The main objective of the event, that was carried out during 6 days at Bafoussam, west region of Cameroon, was that of promoting and working for fraternity and peace in their society.

“For us, this festival was an opportunity to live the Golden Rule, common to all the people and religions; to be instruments of peace and love when we will return to our own cities”, says Nkemanjen Regina, a young participant of the youth festival, referring to the famous phrase “Do unto others what you would have them do unto you” found in the sacred books of different religions.

Cameroon is a country that counts up to more than 258 ethnic groups with different cultures and languages. The central African country has two official languages, English and French. From 2016, Cameroon faces a socio-political crisis in the Anglophone part of the country, as a consequence of the colonization history of the country. Such a crisis generates the separatist conflict between the French- and English-speaking Cameroonians. Despite this, the festival was able to reunite over 400 youth of different ethnicities and cultures, coming from over 12 cities of Cameroon. Regina tells us that she has had participants from both sides of the country:

“In the beginning one would notice the disinterest of the groups to interact amongst themselves, and as a consequence the interactions were limited to the people of the same language and of the same country. During the event, it was evident that many tried to overcome the linguistic and cultural barriers to get to know each other. We could see our Francophone brothers and sisters who tried speaking in English and the Anglophone people who were doing the same with French. We dialogued together, shared our experiences and ideas that rendered our theme beautiful in practical terms. There weren’t Francophone nor Anglophones, but a big family”.

The Youth Festival, so-called by them, was also an occasion to present the theme of the pathway of this year: “Dare to care: people, planet and our ecological conversion“, encouraging the youth to be the protectors of the ecological systems and of their resources as the answer to the plea of mother earth and to build bridges of fraternity between different ethnical and social groups.

“We used the word “Dare” because we understood of how challenging but not impossible it is, to live peace, fraternity and ecology as of today. We were all encouraged and motivated”. Godric Mbunya Azombu, a participant of the event, tells us.
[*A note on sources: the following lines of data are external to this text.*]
//! Data-file loading and typed reads over the dynamic document.
//!
//! The snapshot is read again on every request. Accessors are total: a
//! missing key or a value of the wrong shape yields `None` (or an empty
//! collection) instead of an error.

use std::path::Path;

use serde::Deserialize;
use serde_yaml::{Mapping, Value};

use crate::error::{Result, ServerError};

/// Root mapping of the first document of a data file.
#[derive(Debug, Clone, PartialEq)]
pub struct Snapshot {
    root: Mapping,
}

impl Snapshot {
    /// Read and parse `path`. JSON is chosen by a `.json` extension,
    /// anything else is parsed as YAML.
    pub async fn load(path: &Path) -> Result<Self> {
        let text = tokio::fs::read_to_string(path)
            .await
            .map_err(|err| ServerError::io(path, err))?;

        let is_json = path
            .extension()
            .is_some_and(|ext| ext.eq_ignore_ascii_case("json"));

        if is_json {
            Self::from_json(&text)
        } else {
            Self::from_yaml(&text)
        }
    }

    /// Parse YAML text, keeping only its first document.
    pub fn from_yaml(text: &str) -> Result<Self> {
        let document = serde_yaml::Deserializer::from_str(text)
            .next()
            .ok_or(ServerError::EmptyDocument)?;
        Self::from_value(Value::deserialize(document)?)
    }

    pub fn from_json(text: &str) -> Result<Self> {
        let value: serde_json::Value = serde_json::from_str(text)?;
        Self::from_value(serde_yaml::to_value(value)?)
    }

    fn from_value(value: Value) -> Result<Self> {
        match value {
            Value::Mapping(root) => Ok(Self { root }),
            Value::Null => Err(ServerError::EmptyDocument),
            _ => Err(ServerError::NotAMapping),
        }
    }

    /// The `post` mapping, empty when absent.
    pub fn post(&self) -> Mapping {
        mapping(&self.root, "post").cloned().unwrap_or_default()
    }

    /// Raw author records: the root `authors` key, then `post.authors`.
    pub fn authors(&self) -> Mapping {
        mapping(&self.root, "authors")
            .or_else(|| {
                mapping(&self.root, "post")
                    .and_then(|post| mapping(post, "authors"))
            })
            .cloned()
            .unwrap_or_default()
    }
}

/// Scalar rendered as text. Sequences, mappings and null have none.
pub fn scalar(value: &Value) -> Option<String> {
    match value {
        Value::String(s) => Some(s.clone()),
        Value::Number(n) => Some(n.to_string()),
        Value::Bool(b) => Some(b.to_string()),
        Value::Tagged(tagged) => scalar(&tagged.value),
        Value::Null | Value::Sequence(_) | Value::Mapping(_) => None,
    }
}

/// `key` as text, if present and scalar.
pub fn string(map: &Mapping, key: &str) -> Option<String> {
    map.get(key).and_then(scalar)
}

/// `key` as a list; any other shape reads as empty.
pub fn list<'a>(map: &'a Mapping, key: &str) -> &'a [Value] {
    match map.get(key) {
        Some(Value::Sequence(items)) => items,
        _ => &[],
    }
}

/// `key` as a mapping, if it is one.
pub fn mapping<'a>(map: &'a Mapping, key: &str) -> Option<&'a Mapping> {
    map.get(key).and_then(Value::as_mapping)
}

/// `key` as a boolean; only a real YAML boolean `true` counts.
pub fn flag(map: &Mapping, key: &str) -> bool {
    map.get(key).and_then(Value::as_bool).unwrap_or(false)
}
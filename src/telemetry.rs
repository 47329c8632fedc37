//! Telemetry logic.
//! Support tracing and metrics.
use axum::extract::{MatchedPath, Request};
use axum::http::Version;
use axum::middleware::Next;
use axum::response::IntoResponse;
use metrics::Unit;
use metrics_exporter_prometheus::{BuildError, Matcher, PrometheusBuilder, PrometheusHandle};
use tracing_subscriber::EnvFilter;

use std::time::Instant;

/// Install the global `tracing` subscriber.
///
/// `RUST_LOG` sets the filter, `info` otherwise.
pub fn setup_tracing() {
    let filter = EnvFilter::try_from_default_env().unwrap_or_else(|_| EnvFilter::new("info"));
    tracing_subscriber::fmt().with_env_filter(filter).init();
}

/// Create recorder for Prometheus metrics.
pub fn setup_metrics_recorder() -> Result<PrometheusHandle, BuildError> {
    const EXPONENTIAL_SECONDS: &[f64] = &[
        0.005, 0.01, 0.025, 0.05, 0.1, 0.25, 0.5, 1.0, 2.5, 5.0, 10.0,
    ];

    metrics::describe_counter!(
        "comments_rendered_total",
        Unit::Count,
        "Comments rendered across every page view."
    );

    PrometheusBuilder::new()
        .set_buckets_for_metric(
            Matcher::Full("http_requests_duration_seconds".to_string()),
            EXPONENTIAL_SECONDS,
        )?
        .install_recorder()
}

/// Track every metrics into one function.
pub async fn track(req: Request, next: Next) -> impl IntoResponse {
    let start = Instant::now();
    let path = if let Some(matched_path) = req.extensions().get::<MatchedPath>() {
        matched_path.as_str().to_owned()
    } else {
        req.uri().path().to_owned()
    };
    let method = req.method().clone();
    let version = match req.version() {
        Version::HTTP_09 => "HTTP/0.9", // should never appear!
        Version::HTTP_10 => "HTTP/1.0",
        Version::HTTP_11 => "HTTP/1.1",
        Version::HTTP_2 => "HTTP/2",
        Version::HTTP_3 => "HTTP/3",
        _ => "UNKNOWN",
    };

    let response = next.run(req).await;

    let latency = start.elapsed().as_secs_f64();
    let status = response.status().as_u16().to_string();

    tracing::debug!(%method, %path, version, %status, latency, "request served");

    let labels = [
        ("method", method.to_string()),
        ("path", path),
        ("status", status),
    ];
    metrics::counter!("http_requests_total", &labels).increment(1);
    metrics::histogram!("http_requests_duration_seconds", &labels).record(latency);

    response
}
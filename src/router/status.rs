//! Instance identification and metrics.

use std::sync::Arc;

use axum::Json;
use axum::extract::State;
use axum::http::StatusCode;
use metrics_exporter_prometheus::PrometheusHandle;
use serde::Serialize;

use crate::AppState;
use crate::config::Configuration;

/// Structured configuration.
#[derive(Serialize)]
pub struct Status {
    version: String,
    name: String,
    max_depth: usize,
}

/// Public server status.
pub async fn status(State(config): State<Arc<Configuration>>) -> Json<Status> {
    Json(Status {
        version: config.version().to_owned(),
        name: config.name.clone(),
        max_depth: config.max_depth,
    })
}

/// Prometheus text exposition, when metrics are enabled.
pub async fn metrics(State(state): State<AppState>) -> Result<String, StatusCode> {
    state
        .metrics
        .as_ref()
        .map(PrometheusHandle::render)
        .ok_or(StatusCode::NOT_FOUND)
}

#[cfg(test)]
mod tests {
    use axum::http::StatusCode;

    use crate::router::tests::{body, missing_state};
    use crate::*;

    #[tokio::test]
    async fn test_status_handler() {
        let response = make_request(app(missing_state()), Method::GET, "/status.json").await;
        assert_eq!(response.status(), StatusCode::OK);

        let status: serde_json::Value = serde_json::from_str(&body(response).await).unwrap();
        assert_eq!(status["version"], env!("CARGO_PKG_VERSION"));
        assert_eq!(status["name"], "realmtester");
        assert_eq!(status["max_depth"], 32);
    }

    #[tokio::test]
    async fn test_metrics_disabled() {
        let response = make_request(app(missing_state()), Method::GET, "/metrics").await;
        assert_eq!(response.status(), StatusCode::NOT_FOUND);
    }
}
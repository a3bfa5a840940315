use thiserror::Error;

/// Errors that can occur while extracting decision rules from a SQL query.
///
/// Extraction itself is infallible for any non-empty query: queries without a
/// `where` clause simply produce an empty rule set. The only failure is the
/// up-front rejection of a blank query.
#[derive(Error, Debug, Clone)]
pub enum ExtractionError {
    #[error("No SQL query provided")]
    EmptyQuery,
}

/// Errors raised by the minimal XML reader.
///
/// Every variant carries the byte offset at which the fault was detected so
/// a caller can point at the offending spot in the document.
#[derive(Error, Debug, Clone, PartialEq, Eq)]
pub enum XmlError {
    #[error("Unexpected end of document at byte {position}")]
    UnexpectedEof { position: usize },

    #[error(
        "Closing tag '</{found}>' does not match opening tag '<{expected}>' at byte {position}"
    )]
    MismatchedTag {
        expected: String,
        found: String,
        position: usize,
    },

    #[error("Malformed XML at byte {position}: {message}")]
    Malformed { message: String, position: usize },

    #[error("Unknown entity '&{entity};' at byte {position}")]
    InvalidEntity { entity: String, position: usize },

    #[error("Unexpected content after the document root at byte {position}")]
    TrailingContent { position: usize },

    #[error("Document contains no root element")]
    MissingRoot,
}

/// Errors that can occur while deriving a diagram from a DMN document.
///
/// A diagram fault never fails the surrounding conversion; the XML and rule
/// tables are still returned and the error travels alongside them.
#[derive(Error, Debug, Clone)]
pub enum DiagramError {
    #[error("Failed to parse DMN XML: {0}")]
    InvalidXml(#[from] XmlError),
}

/// Errors that can occur when saving or loading a `ConversionRecord`.
#[derive(Error, Debug, Clone)]
pub enum RecordError {
    #[error("Failed to encode conversion record: {0}")]
    Encode(String),

    #[error("Failed to decode conversion record: {0}")]
    Decode(String),

    #[error("Could not access record file '{path}': {message}")]
    File { path: String, message: String },
}
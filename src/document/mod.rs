use crate::table::{DecisionInput, DecisionRule};

pub mod escape;
pub mod ids;

use escape::{escape_attr, escape_text};
use ids::{IdSource, TimestampIdSource};

/// The DMN model namespace of every generated document.
pub const MODEL_NS: &str = "https://www.omg.org/spec/DMN/20191111/MODEL/";

/// The DMN diagram-interchange namespace of the rendering-metadata block.
pub const DMNDI_NS: &str = "https://www.omg.org/spec/DMN/20191111/DMNDI/";

/// The diagram-commons namespace used for shape bounds.
pub const DC_NS: &str = "http://www.omg.org/spec/DMN/20180521/DC/";

/// Renders extracted inputs and rules as a complete DMN decision-table
/// document.
///
/// Every document contains exactly one decision, one decision table with the
/// `UNIQUE` hit policy, exactly one boolean output column, zero or more
/// inputs and rules, and one diagram-interchange shape referencing the
/// decision, regardless of what the extractor produced. The hit policy is
/// declared for downstream viewers but never enforced against the rules.
pub struct DocumentBuilder {
    id_source: Box<dyn IdSource>,
}

impl DocumentBuilder {
    /// Creates a builder whose identifiers come from the wall clock.
    pub fn new() -> Self {
        Self::with_id_source(Box::new(TimestampIdSource))
    }

    /// Creates a builder with a caller-supplied identifier source.
    pub fn with_id_source(id_source: Box<dyn IdSource>) -> Self {
        Self { id_source }
    }

    /// Builds the XML document text. Infallible: user-derived text is
    /// escaped at this boundary, so the output is well-formed for any
    /// extractor result.
    pub fn build(&self, inputs: &[DecisionInput], rules: &[DecisionRule]) -> String {
        let decision_id = self.id_source.next_id();

        let mut lines: Vec<String> = Vec::new();
        lines.push(r#"<?xml version="1.0" encoding="UTF-8"?>"#.to_string());
        lines.push(format!(r#"<definitions xmlns="{MODEL_NS}""#));
        lines.push(format!(r#"             xmlns:dmndi="{DMNDI_NS}""#));
        lines.push(format!(r#"             xmlns:dc="{DC_NS}""#));
        lines.push(format!(r#"             id="{decision_id}""#));
        lines.push(r#"             name="SQL to DMN Conversion""#.to_string());
        lines.push(r#"             namespace="http://camunda.org/schema/1.0/dmn">"#.to_string());

        lines.push(format!(
            r#"    <decision id="{decision_id}_decision" name="SQL Conditions">"#
        ));
        lines.push(format!(
            r#"        <decisionTable id="{decision_id}_decisionTable" hitPolicy="UNIQUE">"#
        ));

        for (i, input) in inputs.iter().enumerate() {
            lines.push(format!(
                r#"            <input id="input_{}" label="{}">"#,
                i + 1,
                escape_attr(&input.name)
            ));
            lines.push(format!(
                r#"                <inputExpression typeRef="{}">"#,
                escape_attr(&input.input_type)
            ));
            lines.push(format!(
                "                    <text>{}</text>",
                escape_text(&input.name)
            ));
            lines.push("                </inputExpression>".to_string());
            lines.push("            </input>".to_string());
        }

        lines.push(
            r#"            <output id="output_1" label="Result" name="result" typeRef="boolean" />"#
                .to_string(),
        );

        for (i, rule) in rules.iter().enumerate() {
            lines.push(format!(
                r#"            <rule id="{decision_id}_rule_{}">"#,
                i + 1
            ));
            lines.push("                <inputEntry>".to_string());
            lines.push(format!(
                "                    <text>{}</text>",
                escape_text(&rule.condition)
            ));
            lines.push("                </inputEntry>".to_string());
            lines.push("                <outputEntry>".to_string());
            lines.push(format!(
                "                    <text>{}</text>",
                escape_text(&rule.output)
            ));
            lines.push("                </outputEntry>".to_string());
            lines.push("            </rule>".to_string());
        }

        lines.push("        </decisionTable>".to_string());
        lines.push("    </decision>".to_string());

        lines.push("    <dmndi:DMNDI>".to_string());
        lines.push(format!(
            r#"        <dmndi:DMNDiagram id="{decision_id}_diagram">"#
        ));
        lines.push(format!(
            r#"            <dmndi:DMNShape id="shape_1" dmnElementRef="{decision_id}_decision">"#
        ));
        lines.push(
            r#"                <dc:Bounds height="80" width="180" x="100" y="100" />"#.to_string(),
        );
        lines.push("            </dmndi:DMNShape>".to_string());
        lines.push("        </dmndi:DMNDiagram>".to_string());
        lines.push("    </dmndi:DMNDI>".to_string());
        lines.push("</definitions>".to_string());

        lines.join("\n")
    }
}

impl Default for DocumentBuilder {
    fn default() -> Self {
        Self::new()
    }
}
//! Integration tests for sqldmn
//!
//! End-to-end tests that verify the complete conversion pipeline works
//! together.
//!
mod common;
use common::*;
use pretty_assertions::assert_eq;
use sqldmn::error::ExtractionError;
use sqldmn::prelude::*;
use std::fs;

#[test]
fn test_full_conversion_of_a_filtered_query() {
    let conversion = convert_fixed(ORDERS_QUERY);
    let table = &conversion.table;

    assert_eq!(table.name, "SQL Decision");
    assert_eq!(table.original_sql, ORDERS_QUERY);

    // One input and one rule per AND-joined condition.
    assert_eq!(table.inputs.len(), 2);
    assert_eq!(table.inputs[0].name, "status");
    assert_eq!(table.inputs[1].name, "total");
    assert_eq!(table.rules[0].condition, "status = active");
    assert_eq!(table.rules[1].condition, "total > 100");

    // The XML is a complete document carrying the pinned identifier.
    assert!(table.xml.starts_with(r#"<?xml version="1.0" encoding="UTF-8"?>"#));
    assert!(table.xml.contains(r#"id="decision_20240101000000""#));
    assert!(table.xml.contains(r#"hitPolicy="UNIQUE""#));
    assert!(table.xml.contains("<text>total &gt; 100</text>"));
    assert!(table.xml.ends_with("</definitions>"));

    // The diagram reflects the same table, node for node.
    let diagram = conversion.diagram.expect("diagram should render");
    assert!(diagram.starts_with("graph TD"));
    assert!(diagram.contains(r#"    Input0["status"] --> Decision"#));
    assert!(diagram.contains(r#"    Input1["total"] --> Decision"#));
    assert!(diagram.contains(r#"    Rule1["total &gt; 100"] --> Decision"#));
}

#[test]
fn test_unfiltered_query_still_converts() {
    let conversion = convert_fixed(UNFILTERED_QUERY);
    let table = &conversion.table;

    assert!(table.inputs.is_empty());
    assert!(table.rules.is_empty());
    assert!(table.xml.contains(r#"<output id="output_1""#));

    let diagram = conversion.diagram.expect("diagram should render");
    assert_eq!(diagram, "graph TD\n    Decision[\"SQL Decision\"]");
}

#[test]
fn test_blank_queries_are_rejected() {
    let converter = fixed_converter();

    assert!(matches!(
        converter.convert(""),
        Err(ExtractionError::EmptyQuery)
    ));
    assert!(matches!(
        converter.convert("   \n\t  "),
        Err(ExtractionError::EmptyQuery)
    ));
}

#[test]
fn test_diagram_keeps_pace_with_growing_queries() {
    let converter = fixed_converter();

    for condition_count in 1..=8usize {
        let conditions: Vec<String> = (0..condition_count)
            .map(|i| format!("col{} = {}", i, i))
            .collect();
        let sql = format!("SELECT * FROM t WHERE {}", conditions.join(" AND "));

        let conversion = converter.convert(&sql).expect("conversion should succeed");
        assert_eq!(conversion.table.rules.len(), condition_count);

        let diagram = conversion.diagram.expect("diagram should render");
        // Header, decision node, one node per input and one per rule.
        assert_eq!(diagram.lines().count(), 2 + 2 * condition_count);
    }
}

#[test]
fn test_generated_documents_survive_their_own_round_trip() {
    // The diagram generator re-parses the XML the builder emits, so any
    // query text that would break the document shows up here.
    let nasty = r#"SELECT * FROM t WHERE note < "a & b" AND x > 'c<d>'"#;
    let conversion = convert_fixed(nasty);

    assert_eq!(conversion.table.rules.len(), 2);
    let diagram = conversion.diagram.expect("diagram should render");
    assert!(diagram.contains("Rule0["));
    assert!(diagram.contains("Rule1["));
}

#[test]
fn test_record_save_and_load_round_trip() {
    let path = test_output_path("roundtrip.dmnrec");
    let conversion = convert_fixed(ORDERS_QUERY);
    let original_table = conversion.table.clone();

    let record = conversion.into_record();
    assert!(record.diagram.is_some());
    assert!(record.diagram_error.is_none());

    record.save(&path).expect("record should save");
    let restored = ConversionRecord::from_file(&path).expect("record should load");

    assert_eq!(restored.table, original_table);
    assert_eq!(restored.diagram, record.diagram);

    // Clean up
    let _ = fs::remove_file(&path);
}

#[test]
fn test_record_round_trip_preserves_a_diagram_failure() {
    let path = test_output_path("failed_diagram.dmnrec");
    let mut conversion = convert_fixed(ORDERS_QUERY);
    conversion.diagram = Err(DiagramError::InvalidXml(XmlError::MissingRoot));
    let original_table = conversion.table.clone();

    let record = conversion.into_record();
    assert_eq!(record.diagram, None);
    assert_eq!(
        record.diagram_error.as_deref(),
        Some("Failed to parse DMN XML: Document contains no root element")
    );

    record.save(&path).expect("record should save");
    let restored = ConversionRecord::from_file(&path).expect("record should load");

    assert_eq!(restored.table, original_table);
    assert_eq!(restored.diagram, None);
    assert_eq!(restored.diagram_error, record.diagram_error);

    // Clean up
    let _ = fs::remove_file(&path);
}

#[test]
fn test_loading_a_missing_record_fails_with_the_path() {
    let path = test_output_path("does_not_exist.dmnrec");
    let error = ConversionRecord::from_file(&path).expect_err("load should fail");

    assert!(error.to_string().contains("does_not_exist.dmnrec"));
}

#[test]
fn test_loading_garbage_bytes_fails_to_decode() {
    let result = ConversionRecord::from_bytes(&[0xff, 0xff, 0xff, 0xff]);
    assert!(result.is_err());
}

#[test]
fn test_converters_can_be_shared_across_threads() {
    let converter = std::sync::Arc::new(fixed_converter());

    let handles: Vec<_> = (0..4)
        .map(|i| {
            let converter = converter.clone();
            std::thread::spawn(move || {
                let sql = format!("SELECT * FROM t WHERE col = {}", i);
                converter.convert(&sql).expect("conversion should succeed")
            })
        })
        .collect();

    for handle in handles {
        let conversion = handle.join().expect("thread should finish");
        assert_eq!(conversion.table.rules.len(), 1);
    }
}

#[test]
fn test_wall_clock_converter_output_parses() {
    // Same pipeline, real timestamp identifiers.
    let conversion = Converter::new()
        .convert(ORDERS_QUERY)
        .expect("conversion should succeed");

    assert!(conversion.table.xml.contains(r#"id="decision_"#));
    assert!(conversion.diagram.is_ok());
}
The youth lived the theme through experiences, dialogue, theatre workshops, dances and songs, practical interactions that promoted the coexistence amongst them, as an answer to the obstacles the youth have to face and to the environmental crisis. For young Azombu, the cultural presentations were particularly important for the acknowledgment and appreciation of the diversity amongst themselves, as the groups could exhibit themselves with their cultural costumes, giving the opportunity to accept the individual differences present. “We were really motivated by the desire, above each challenge, to dare for peace, fraternity and ecology. We knew that ours was an ideal of unity and not of uniformity”.

This event was also crowned by a message from Fon de Nkar, king of a village affected by the socio-political crisis in the north-west region of Cameroon. In his message, the king urged the youth to move forward together and to be daily messengers of peace and fraternity, to always be the reflection of peace and unity.

According to Regina, the young Cameroonians returned home completely lifted in the spirit and in the experiences lived to continuo with this new way of living, especially in the difficult times in which they find themselves in. “We realized that the time had come, and this was the place to start from.”

Azombu, on the other hand, said the young people pledged to return home to work for peace, brotherhood and sustainability. They all agreed to start with their small daily drops, so that these drops could form an ocean. “Love, peace and unity is all that we need every day. They can make the world turn around”.